* WHAT YOU ARE ASKED TO DO: State the number of lines in the entries below where the string "tracing" occurs, and omit everything else.
##### TASK MATERIAL #####
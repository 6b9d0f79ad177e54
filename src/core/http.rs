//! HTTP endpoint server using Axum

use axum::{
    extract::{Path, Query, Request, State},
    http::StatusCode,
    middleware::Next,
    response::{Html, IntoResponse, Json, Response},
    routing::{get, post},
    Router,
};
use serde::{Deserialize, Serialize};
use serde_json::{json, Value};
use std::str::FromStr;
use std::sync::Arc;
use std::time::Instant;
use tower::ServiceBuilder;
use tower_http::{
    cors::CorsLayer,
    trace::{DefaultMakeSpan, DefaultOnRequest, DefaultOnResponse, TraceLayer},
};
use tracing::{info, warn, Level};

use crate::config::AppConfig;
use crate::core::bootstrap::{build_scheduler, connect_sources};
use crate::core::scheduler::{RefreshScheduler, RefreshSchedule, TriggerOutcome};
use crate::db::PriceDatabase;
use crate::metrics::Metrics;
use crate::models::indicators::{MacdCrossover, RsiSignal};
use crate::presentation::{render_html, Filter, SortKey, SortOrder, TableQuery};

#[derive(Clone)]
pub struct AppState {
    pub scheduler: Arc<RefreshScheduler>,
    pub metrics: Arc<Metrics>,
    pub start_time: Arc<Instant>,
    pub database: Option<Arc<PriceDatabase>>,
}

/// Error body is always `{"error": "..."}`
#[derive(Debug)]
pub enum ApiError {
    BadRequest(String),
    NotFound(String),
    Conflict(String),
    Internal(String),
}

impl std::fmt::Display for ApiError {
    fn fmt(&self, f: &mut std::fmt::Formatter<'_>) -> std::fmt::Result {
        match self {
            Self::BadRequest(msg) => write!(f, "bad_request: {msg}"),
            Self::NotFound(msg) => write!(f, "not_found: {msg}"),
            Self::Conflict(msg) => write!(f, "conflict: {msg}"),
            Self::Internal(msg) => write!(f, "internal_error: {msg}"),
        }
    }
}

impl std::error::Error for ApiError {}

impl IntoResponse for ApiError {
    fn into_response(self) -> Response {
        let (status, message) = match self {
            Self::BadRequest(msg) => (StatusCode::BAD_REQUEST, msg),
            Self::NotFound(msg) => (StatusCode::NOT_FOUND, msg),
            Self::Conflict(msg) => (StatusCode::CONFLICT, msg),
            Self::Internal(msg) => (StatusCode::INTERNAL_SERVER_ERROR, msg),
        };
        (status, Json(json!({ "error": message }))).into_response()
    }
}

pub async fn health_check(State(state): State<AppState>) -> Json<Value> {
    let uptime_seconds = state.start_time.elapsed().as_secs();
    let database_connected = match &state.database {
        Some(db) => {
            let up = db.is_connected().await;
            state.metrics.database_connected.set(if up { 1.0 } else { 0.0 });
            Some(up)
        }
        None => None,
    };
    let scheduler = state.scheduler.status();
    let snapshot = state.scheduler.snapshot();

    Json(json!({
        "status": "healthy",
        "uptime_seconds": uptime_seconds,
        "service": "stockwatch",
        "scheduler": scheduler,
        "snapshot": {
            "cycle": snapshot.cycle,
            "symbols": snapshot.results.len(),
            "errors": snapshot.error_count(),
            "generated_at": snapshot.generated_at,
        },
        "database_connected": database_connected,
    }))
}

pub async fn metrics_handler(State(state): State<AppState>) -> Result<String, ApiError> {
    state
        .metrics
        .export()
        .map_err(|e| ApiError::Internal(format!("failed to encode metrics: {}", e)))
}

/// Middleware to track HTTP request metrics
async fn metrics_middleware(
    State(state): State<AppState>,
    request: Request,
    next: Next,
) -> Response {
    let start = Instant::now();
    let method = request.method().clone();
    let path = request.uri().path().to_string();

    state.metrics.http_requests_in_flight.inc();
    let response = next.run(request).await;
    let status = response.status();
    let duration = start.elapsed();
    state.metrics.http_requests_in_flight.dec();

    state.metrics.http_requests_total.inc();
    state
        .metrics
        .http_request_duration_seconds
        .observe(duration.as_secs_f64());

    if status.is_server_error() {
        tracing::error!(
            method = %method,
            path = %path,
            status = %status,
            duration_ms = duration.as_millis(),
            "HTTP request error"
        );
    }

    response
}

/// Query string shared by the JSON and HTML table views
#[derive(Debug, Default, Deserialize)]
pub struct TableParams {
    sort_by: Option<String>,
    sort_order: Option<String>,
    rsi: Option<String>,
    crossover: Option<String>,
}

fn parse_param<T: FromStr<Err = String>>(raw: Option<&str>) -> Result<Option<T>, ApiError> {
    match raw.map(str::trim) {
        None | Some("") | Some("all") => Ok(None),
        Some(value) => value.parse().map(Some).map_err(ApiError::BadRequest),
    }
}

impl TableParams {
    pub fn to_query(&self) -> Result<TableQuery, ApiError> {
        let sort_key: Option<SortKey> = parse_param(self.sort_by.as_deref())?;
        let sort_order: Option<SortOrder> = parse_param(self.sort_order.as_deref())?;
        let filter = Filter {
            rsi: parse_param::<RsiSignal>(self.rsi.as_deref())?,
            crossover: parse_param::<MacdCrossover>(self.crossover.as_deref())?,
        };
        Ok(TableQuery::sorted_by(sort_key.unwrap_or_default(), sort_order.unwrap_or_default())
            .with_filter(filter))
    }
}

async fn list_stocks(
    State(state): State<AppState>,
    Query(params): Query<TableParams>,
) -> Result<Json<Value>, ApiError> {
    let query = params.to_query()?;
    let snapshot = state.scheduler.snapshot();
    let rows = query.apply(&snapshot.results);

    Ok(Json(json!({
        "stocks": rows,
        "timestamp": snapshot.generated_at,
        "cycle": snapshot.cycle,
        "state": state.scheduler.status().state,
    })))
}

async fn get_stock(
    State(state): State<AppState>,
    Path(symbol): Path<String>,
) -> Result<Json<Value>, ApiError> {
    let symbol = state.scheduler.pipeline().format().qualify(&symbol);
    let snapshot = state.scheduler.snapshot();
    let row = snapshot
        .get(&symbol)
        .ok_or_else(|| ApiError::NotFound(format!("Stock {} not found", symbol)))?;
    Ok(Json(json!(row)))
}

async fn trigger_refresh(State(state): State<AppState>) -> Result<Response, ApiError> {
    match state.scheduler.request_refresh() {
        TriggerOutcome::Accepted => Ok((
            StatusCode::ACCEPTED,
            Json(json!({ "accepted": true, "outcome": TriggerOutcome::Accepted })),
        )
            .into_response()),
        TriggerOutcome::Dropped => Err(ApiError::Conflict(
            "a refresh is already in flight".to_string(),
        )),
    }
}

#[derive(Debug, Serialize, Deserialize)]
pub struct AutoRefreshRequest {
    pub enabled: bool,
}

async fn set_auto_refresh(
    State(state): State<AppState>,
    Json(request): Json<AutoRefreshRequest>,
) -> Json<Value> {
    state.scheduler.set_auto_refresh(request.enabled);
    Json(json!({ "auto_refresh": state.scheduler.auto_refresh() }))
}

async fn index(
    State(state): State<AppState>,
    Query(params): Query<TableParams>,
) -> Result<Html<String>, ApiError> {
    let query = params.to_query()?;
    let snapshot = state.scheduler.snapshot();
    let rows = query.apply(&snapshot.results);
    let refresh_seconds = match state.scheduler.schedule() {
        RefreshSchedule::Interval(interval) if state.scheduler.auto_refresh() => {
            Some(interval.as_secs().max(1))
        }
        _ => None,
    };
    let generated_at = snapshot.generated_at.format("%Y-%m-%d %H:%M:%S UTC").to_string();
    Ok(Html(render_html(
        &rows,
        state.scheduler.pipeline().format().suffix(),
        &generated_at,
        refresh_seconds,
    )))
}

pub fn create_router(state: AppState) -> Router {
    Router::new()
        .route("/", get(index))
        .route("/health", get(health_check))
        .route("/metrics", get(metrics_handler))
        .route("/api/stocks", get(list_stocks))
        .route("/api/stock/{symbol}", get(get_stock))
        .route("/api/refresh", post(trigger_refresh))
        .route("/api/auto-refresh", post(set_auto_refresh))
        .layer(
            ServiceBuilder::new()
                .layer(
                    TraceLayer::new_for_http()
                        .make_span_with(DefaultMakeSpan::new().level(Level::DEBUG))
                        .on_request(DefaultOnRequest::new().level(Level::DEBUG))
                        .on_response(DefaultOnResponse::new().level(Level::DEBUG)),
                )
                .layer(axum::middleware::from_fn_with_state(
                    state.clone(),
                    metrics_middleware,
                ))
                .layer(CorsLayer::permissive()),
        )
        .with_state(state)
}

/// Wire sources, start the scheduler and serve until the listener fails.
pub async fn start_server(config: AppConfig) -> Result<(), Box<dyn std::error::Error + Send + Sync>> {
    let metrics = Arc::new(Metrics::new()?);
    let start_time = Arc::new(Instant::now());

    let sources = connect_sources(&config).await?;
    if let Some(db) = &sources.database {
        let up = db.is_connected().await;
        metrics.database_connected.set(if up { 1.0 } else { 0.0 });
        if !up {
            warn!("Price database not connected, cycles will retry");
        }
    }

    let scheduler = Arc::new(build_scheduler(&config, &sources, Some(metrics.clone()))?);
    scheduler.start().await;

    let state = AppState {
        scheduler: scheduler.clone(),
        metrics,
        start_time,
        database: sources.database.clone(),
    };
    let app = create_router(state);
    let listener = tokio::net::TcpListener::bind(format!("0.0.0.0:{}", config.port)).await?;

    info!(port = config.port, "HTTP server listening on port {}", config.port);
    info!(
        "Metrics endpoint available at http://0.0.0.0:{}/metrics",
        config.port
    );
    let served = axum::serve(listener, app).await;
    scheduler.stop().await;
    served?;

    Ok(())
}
#####
* FINISHED EXERCISE: 2